FAQ: Why is a fixed-point type's Fraction Length or Integer Length sometimes negative?

Question

MathWorks Fixed Point Team on 7 Nov 2022

0
Link

Direct link to this question

https://ch.mathworks.com/matlabcentral/answers/1845588-faq-why-is-a-fixed-point-type-s-fraction-length-or-integer-length-sometimes-negative

Edited: MathWorks Fixed Point Team on 7 Nov 2022

Accepted Answer: MathWorks Fixed Point Team

Sometimes fixed-point variables have fraction lengths that are negative.

a = 5.6632765314184e+15
a = 5.6633e+15
aFi = fi(a,1,4)
aFi = 
   5.6295e+15

          DataTypeMode: Fixed-point: binary point scaling
            Signedness: Signed
            WordLength: 4
        FractionLength: -50
curFractionLength = aFi.FractionLength
curFractionLength = -50

Sometimes fixed-point variables have negative integer lengths.

b = 0.00037;
bFi = fi(b,0,3)
bFi = 
   3.6621e-04

          DataTypeMode: Fixed-point: binary point scaling
            Signedness: Unsigned
            WordLength: 3
        FractionLength: 14
curIntegerLength = bFi.WordLength - bFi.FractionLength
curIntegerLength = -11

How can that be correct? Is that a bug?

0 Comments
Show -2 older commentsHide -2 older comments

Sign in to comment.

Sign in to answer this question.

Answer 1

MathWorks Fixed Point Team on 7 Nov 2022

0
Link

Direct link to this answer

https://ch.mathworks.com/matlabcentral/answers/1845588-faq-why-is-a-fixed-point-type-s-fraction-length-or-integer-length-sometimes-negative#answer_1093498

Edited: MathWorks Fixed Point Team on 7 Nov 2022

Open in MATLAB Online

Maximizing precision for limited bits

The ability to have a negative fraction lengths or a negative integer lengths is a very good thing. For a given number of bits, it allows a fixed-point type to give maximum precision for very big numbers and for very small numbers respectively.

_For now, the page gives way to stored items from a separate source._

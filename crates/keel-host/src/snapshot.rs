//! JSON snapshots of chain state, written atomically.

use anyhow::{Context, Result};
use serde::de::DeserializeOwned;
use serde::Serialize;
use std::fs;
use std::io::ErrorKind;
use std::path::Path;
use tracing::{info, warn};

/// Write `value` to `path` through a `.partial` file renamed into place.
pub fn save_json<T: Serialize>(path: &Path, value: &T) -> Result<()> {
    if let Some(parent) = path.parent() {
        fs::create_dir_all(parent).with_context(|| format!("failed to create {}", parent.display()))?;
    }
    let json = serde_json::to_vec_pretty(value).context("failed to serialize snapshot")?;

    let tmp_path = path.with_extension("partial");
    fs::write(&tmp_path, json).with_context(|| format!("failed to write temporary {}", tmp_path.display()))?;
    fs::rename(&tmp_path, path)
        .with_context(|| format!("failed to rename {} -> {}", tmp_path.display(), path.display()))?;
    info!(path = %path.display(), "snapshot saved");
    Ok(())
}

/// Read a snapshot written by [`save_json`]. A missing file is `None`.
pub fn load_json<T: DeserializeOwned>(path: &Path) -> Result<Option<T>> {
    let bytes = match fs::read(path) {
        Ok(bytes) => bytes,
        Err(e) if e.kind() == ErrorKind::NotFound => {
            warn!(path = %path.display(), "no snapshot found");
            return Ok(None);
        }
        Err(e) => return Err(e).with_context(|| format!("failed to open {}", path.display())),
    };
    let value = serde_json::from_slice(&bytes).with_context(|| format!("corrupted snapshot {}", path.display()))?;
    Ok(Some(value))
}

#[cfg(test)]
mod tests {
    use super::*;
    use std::collections::BTreeMap;

    #[test]
    fn test_round_trip_through_disk() {
        let dir = tempfile::tempdir().unwrap();
        let path = dir.path().join("nested").join("state.json");
        let value: BTreeMap<u32, String> = [(1, "one".to_string()), (2, "two".to_string())].into();

        save_json(&path, &value).unwrap();
        assert!(!path.with_extension("partial").exists());
        assert_eq!(load_json::<BTreeMap<u32, String>>(&path).unwrap(), Some(value));
    }

    #[test]
    fn test_missing_snapshot_is_none() {
        let dir = tempfile::tempdir().unwrap();
        let loaded: Option<Vec<u8>> = load_json(&dir.path().join("absent.json")).unwrap();
        assert_eq!(loaded, None);
    }

    #[test]
    fn test_corrupted_snapshot_is_error() {
        let dir = tempfile::tempdir().unwrap();
        let path = dir.path().join("state.json");
        fs::write(&path, b"{ not json").unwrap();
        let err = load_json::<Vec<u8>>(&path).unwrap_err();
        assert!(err.to_string().contains("corrupted snapshot"));
    }
}
//! Per-relay history of block-root accumulator snapshots.
//!
//! Relays record the accumulator at every block whose number is a multiple
//! of [`BLOCK_MERKLE_INTERVAL`] (about 30 minutes of blocks). The history
//! thins itself as it grows:
//!
//! - the last `RECENT_SPAN` blocks (about 3 days) keep every snapshot,
//! - older snapshots survive only at multiples of `KEEP_INTERVAL` (about 3 hours),
//! - snapshots more than `PAST_SPAN` blocks old (about 15 days) are dropped.

use crate::error::HostError;
use keel_core::IncrementalMerkle;
use serde::{Deserialize, Serialize};
use std::collections::BTreeMap;
use tracing::debug;

pub const BLOCK_MERKLE_INTERVAL: u32 = 4096;
const KEEP_INTERVAL: u32 = BLOCK_MERKLE_INTERVAL * 6;
const RECENT_SPAN: u32 = BLOCK_MERKLE_INTERVAL * 24;
const PAST_SPAN: u32 = RECENT_SPAN * 5;

#[derive(Clone, Debug, Default, PartialEq, Eq, Serialize, Deserialize)]
pub struct MerkleHistory {
    snapshots: BTreeMap<u32, IncrementalMerkle>,
}

impl MerkleHistory {
    pub fn new() -> Self {
        Self::default()
    }

    pub fn get(&self, block_num: u32) -> Option<&IncrementalMerkle> {
        self.snapshots.get(&block_num)
    }

    pub fn block_nums(&self) -> impl Iterator<Item = u32> + '_ {
        self.snapshots.keys().copied()
    }

    pub fn len(&self) -> usize {
        self.snapshots.len()
    }

    pub fn is_empty(&self) -> bool {
        self.snapshots.is_empty()
    }

    /// Store the accumulator at `block_num`, then thin older snapshots.
    pub fn record(&mut self, block_num: u32, merkle: IncrementalMerkle) -> Result<(), HostError> {
        if block_num % BLOCK_MERKLE_INTERVAL != 0 {
            return Err(HostError::MerkleNotAligned {
                block_num,
                interval: BLOCK_MERKLE_INTERVAL,
            });
        }
        if self.snapshots.contains_key(&block_num) {
            return Err(HostError::MerkleExists(block_num));
        }
        self.snapshots.insert(block_num, merkle);

        let Some(thin_from) = block_num.checked_sub(RECENT_SPAN).filter(|from| *from > 0) else {
            return Ok(());
        };
        let thin_to = thin_from + BLOCK_MERKLE_INTERVAL * 2;
        let thinned: Vec<u32> = self
            .snapshots
            .range(thin_from..thin_to)
            .map(|(num, _)| *num)
            .filter(|num| num % KEEP_INTERVAL != 0)
            .collect();
        for num in thinned {
            self.snapshots.remove(&num);
        }

        if let Some(cutoff) = block_num.checked_sub(PAST_SPAN) {
            let expired: Vec<u32> = self.snapshots.range(..cutoff).map(|(num, _)| *num).collect();
            if !expired.is_empty() {
                debug!(count = expired.len(), cutoff, "dropping expired block merkle snapshots");
            }
            for num in expired {
                self.snapshots.remove(&num);
            }
        }
        Ok(())
    }
}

To see this benefit, look at the amount of error in the examples provided in the question.

a = 5.6632765314184e+15;
aFi = fi(a,1,4);
b = 0.00037;
bFi = fi(b,0,3);
error_a = double(aFi) - a;
relative_abs_error_a = abs(error_a) / abs(a)
relative_abs_error_a = 0.0060
error_b = double(bFi) - b;
relative_abs_error_b = abs(error_b) / abs(b)
relative_abs_error_b = 0.0102

A relative error of under 1% and just over 1% is "pretty darn good" for just 4 bits and 3 bits of word length, respectively.

Fraction Length and Integer Length are Intuitive when "scaling is small".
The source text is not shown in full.